Ingolstadt überrascht: löwen verlieren spitzenspiel!

Grünwalder Stadion bebte – zumindest in der zweiten Hälfte. Der FC Ingolstadt hat dem TSV 1860 München im vorletzten Saisonspiel der 3. Liga ein schmerzhaftes 2:1 verpasst und damit die Hoffnungen der Löwen auf einen direkten Aufstieg gehörig getrübt. Ein Derby, das mehr als nur drei Punkte bedeutete, endete mit einer überraschenden Wende.

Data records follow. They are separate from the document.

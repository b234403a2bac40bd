use super::{between, either_sign, falling_start, fell_out, pick, wrap_horizontally, EffectDefinition, EffectId, Fate, Placement};
use crate::color::Rgb;
use crate::geometry::{Bounds, Point};
use crate::particle::{Body, Kind, Particle};
use crate::surface::RenderSurface;
use std::f32::consts::TAU;

const CONFETTI_COLORS: [Rgb; 6] = [
    Rgb(255, 59, 48),
    Rgb(255, 204, 0),
    Rgb(52, 199, 89),
    Rgb(0, 122, 255),
    Rgb(175, 82, 222),
    Rgb(255, 45, 85),
];

#[derive(Debug, Clone, PartialEq)]
pub struct ConfettiPiece {
    pub tumble_phase: f32,
    pub tumble_speed: f32,
    /// Height as a fraction of width.
    pub aspect: f32,
    pub color: Rgb,
}

pub struct Confetti;

impl EffectDefinition for Confetti {
    fn id(&self) -> EffectId {
        EffectId::Confetti
    }

    fn spawn(&self, bounds: Bounds, color: Rgb, placement: Placement) -> Particle {
        let size = between(6.0, 12.0);
        let body = Body {
            x: between(0.0, bounds.width),
            y: falling_start(bounds, size, placement),
            vx: between(-1.0, 1.0),
            vy: between(1.0, 3.0),
            rotation: between(0.0, TAU),
            spin: either_sign() * between(0.05, 0.15),
            size,
            opacity: 1.0,
        };
        // One piece in four carries the host's accent color
        let color = if fastrand::u8(0..4) == 0 { color } else { pick(&CONFETTI_COLORS) };
        Particle::new(
            body,
            ConfettiPiece {
                tumble_phase: between(0.0, TAU),
                tumble_speed: between(0.05, 0.2),
                aspect: between(0.4, 0.7),
                color,
            },
        )
    }

    fn step(&self, particle: &mut Particle, bounds: Bounds) -> Fate {
        let Particle { body, kind: Kind::Confetti(piece), .. } = particle else {
            return Fate::Recycle;
        };

        piece.tumble_phase = (piece.tumble_phase + piece.tumble_speed) % TAU;
        body.advance();
        wrap_horizontally(body, bounds);

        if fell_out(body, bounds) { Fate::Recycle } else { Fate::Live }
    }

    fn render(&self, surface: &mut dyn RenderSurface, particle: &Particle) {
        let Kind::Confetti(piece) = &particle.kind else {
            return;
        };
        let body = particle.body;
        let half_w = body.size * 0.5 * piece.tumble_phase.cos().abs().max(0.1);
        let half_h = body.size * 0.5 * piece.aspect;
        let corners: Vec<Point> = [(-half_w, -half_h), (half_w, -half_h), (half_w, half_h), (-half_w, half_h)]
            .iter()
            .map(|&(x, y)| Point::new(x, y).rotated(body.rotation, body.position()))
            .collect();
        // Back side of the paper is a shade darker
        let shade = if piece.tumble_phase.sin() < 0.0 { piece.color.lerp(Rgb::BLACK, 0.25) } else { piece.color };

        surface.with_opacity(body.opacity, &mut |s| s.fill_polygon(&corners, shade));
    }
}

#[cfg(test)]
mod tests {
    use super::*;
    use crate::effects::FALL_MARGIN;

    const BOUNDS: Bounds = Bounds::new(640.0, 480.0);

    #[test]
    fn about_a_quarter_carry_the_accent() {
        fastrand::seed(81);
        let accent = Rgb(1, 2, 3);
        let accented = (0..400)
            .map(|_| Confetti.spawn(BOUNDS, accent, Placement::Scattered))
            .filter(|piece| matches!(&piece.kind, Kind::Confetti(p) if p.color == accent))
            .count();
        assert!((60..140).contains(&accented), "{accented} accented pieces");
    }

    #[test]
    fn falls_out_below_the_margin() {
        fastrand::seed(82);
        let mut piece = Confetti.spawn(BOUNDS, Rgb::WHITE, Placement::Entering);
        assert!((1.0..3.0).contains(&piece.body.vy));
        let mut ticks = 0;
        while Confetti.step(&mut piece, BOUNDS) == Fate::Live {
            ticks += 1;
            assert!(ticks < 1000);
        }
        assert!(piece.body.y > BOUNDS.height + FALL_MARGIN);
    }
}
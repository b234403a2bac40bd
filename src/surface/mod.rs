//! Drawing capability consumed by effect renderers.
//!
//! Effects only ever talk to [`RenderSurface`]; the terminal and recording
//! back-ends are interchangeable behind it.

use crate::color::Rgb;
use crate::error::EngineError;
use crate::geometry::{Bounds, Point};

pub mod recording;
pub mod terminal;

pub use recording::{DrawCall, RecordingSurface};
pub use terminal::TerminalSurface;

/// A translucent ribbon spanning the full surface width.
///
/// `crest` holds the ribbon's center line sampled left to right; color fades
/// from `inner` at the crest to `outer` at `thickness` away from it.
#[derive(Debug, Clone, PartialEq)]
pub struct GradientBand {
    pub crest: Vec<Point>,
    pub thickness: f32,
    pub inner: Rgb,
    pub outer: Rgb,
    pub opacity: f32,
}

impl GradientBand {
    /// Crest height at `x`, linearly interpolated between samples.
    pub fn crest_at(&self, x: f32) -> Option<f32> {
        let first = self.crest.first()?;
        if x <= first.x {
            return Some(first.y);
        }
        for pair in self.crest.windows(2) {
            let (a, b) = (pair[0], pair[1]);
            if x <= b.x {
                let span = (b.x - a.x).max(f32::EPSILON);
                return Some(a.y + (b.y - a.y) * (x - a.x) / span);
            }
        }
        self.crest.last().map(|p| p.y)
    }
}

pub trait RenderSurface {
    fn size(&self) -> Bounds;

    /// Adopts new bounds. Called by the driver between ticks only.
    fn resize(&mut self, bounds: Bounds);

    fn clear(&mut self);

    fn fill_circle(&mut self, center: Point, radius: f32, color: Rgb);

    fn fill_ellipse(&mut self, center: Point, radius_x: f32, radius_y: f32, rotation: f32, color: Rgb);

    fn fill_polygon(&mut self, points: &[Point], color: Rgb);

    fn fill_star(&mut self, center: Point, tips: usize, outer: f32, inner: f32, rotation: f32, color: Rgb) {
        let points = star_points(center, tips, outer, inner, rotation);
        self.fill_polygon(&points, color);
    }

    fn stroke(&mut self, from: Point, to: Point, width: f32, color: Rgb);

    fn fill_linear_gradient(&mut self, band: &GradientBand);

    /// Runs `body` with every draw call's opacity multiplied by `opacity`.
    fn with_opacity(&mut self, opacity: f32, body: &mut dyn FnMut(&mut dyn RenderSurface));

    /// Runs `body` with a soft halo of `color` and `radius` around each shape.
    fn with_glow(&mut self, color: Rgb, radius: f32, body: &mut dyn FnMut(&mut dyn RenderSurface));

    /// Pushes the finished frame to the back-end's output.
    fn present(&mut self) -> Result<(), EngineError>;
}

/// Outline of a star with `tips` points, alternating outer and inner radius.
pub fn star_points(center: Point, tips: usize, outer: f32, inner: f32, rotation: f32) -> Vec<Point> {
    let tips = tips.max(2);
    let step = std::f32::consts::PI / tips as f32;
    (0..tips * 2)
        .map(|i| {
            let radius = if i % 2 == 0 { outer } else { inner };
            let angle = rotation - std::f32::consts::FRAC_PI_2 + i as f32 * step;
            Point::new(center.x + angle.cos() * radius, center.y + angle.sin() * radius)
        })
        .collect()
}
use super::{between, pick, rising_start, rose_out, EffectDefinition, EffectId, Fate, Placement};
use crate::color::Rgb;
use crate::geometry::Bounds;
use crate::particle::{Body, Kind, Particle};
use crate::surface::RenderSurface;
use std::f32::consts::TAU;

const EMBER_COLORS: [Rgb; 3] = [
    Rgb(255, 69, 0),   // Red-orange
    Rgb(255, 140, 0),  // Orange
    Rgb(255, 200, 60), // Yellow-hot
];

#[derive(Debug, Clone, PartialEq)]
pub struct Ember {
    pub flicker_phase: f32,
    pub flicker_speed: f32,
    pub color: Rgb,
}

pub struct Embers;

impl EffectDefinition for Embers {
    fn id(&self) -> EffectId {
        EffectId::Embers
    }

    fn spawn(&self, bounds: Bounds, _color: Rgb, placement: Placement) -> Particle {
        let size = between(1.0, 4.0);
        let body = Body {
            x: between(0.0, bounds.width),
            y: rising_start(bounds, size, placement),
            vx: between(-0.6, 0.6),
            vy: -between(0.5, 2.0),
            size,
            opacity: between(0.5, 1.0),
            ..Body::default()
        };
        Particle::new(
            body,
            Ember {
                flicker_phase: between(0.0, TAU),
                flicker_speed: between(0.1, 0.3),
                color: pick(&EMBER_COLORS),
            },
        )
    }

    fn step(&self, particle: &mut Particle, _bounds: Bounds) -> Fate {
        let Particle { body, kind: Kind::Ember(ember), .. } = particle else {
            return Fate::Recycle;
        };

        ember.flicker_phase = (ember.flicker_phase + ember.flicker_speed) % TAU;
        body.advance();
        // Heat shimmer
        body.x += ember.flicker_phase.sin() * 0.4;

        if rose_out(body) { Fate::Recycle } else { Fate::Live }
    }

    fn render(&self, surface: &mut dyn RenderSurface, particle: &Particle) {
        let Kind::Ember(ember) = &particle.kind else {
            return;
        };
        let body = particle.body;
        let flicker = 0.6 + 0.4 * ember.flicker_phase.sin();
        surface.with_opacity(body.opacity * flicker, &mut |s| {
            s.with_glow(ember.color, body.size * 3.0, &mut |s| {
                s.fill_circle(body.position(), body.size, ember.color.lighten(0.3))
            })
        });
    }
}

Die erste halbzeit: löwen zeigen feuer

Die Anfangsphase gehörte klar den Hausherren. Angespornt vom eigenen Anhang präsentierten sich die Münchner von ihrer besten Seite. Das Spiel war geprägt von schnellen Angriffen und aggressivem Zweikampfverhalten. Und es zahlte sich aus: Kurz vor dem Pausenpfiff gelang Samuel Althaus die Führung für die Löwen. Ein verdienter Zwischenstand, der die Fans zum Jubeln brachte.

Die zweite halbzeit: die schanzer drehen das spiel

Die zweite halbzeit: die schanzer drehen das spiel

Doch nach der Pause sah alles anders aus. Der FC Ingolstadt präsentierte sich als komplett neues Team. Das Mittelfeld um Spielmacher Besuschkow fand besser zu, und die Angreifer wurden zielstrebiger. In der 57. Minute war es dann Marcel Costly, der mit einem präzisen Schuss den Ausgleich markierte. Die Löwen wirkten geschockt, während die Gäste nun das Kommando übernahmen. Keine zehn Minuten später gelang Besuschkow per Kopf die umjubelte Führung für Ingolstadt. Die Partie war komplett gedreht.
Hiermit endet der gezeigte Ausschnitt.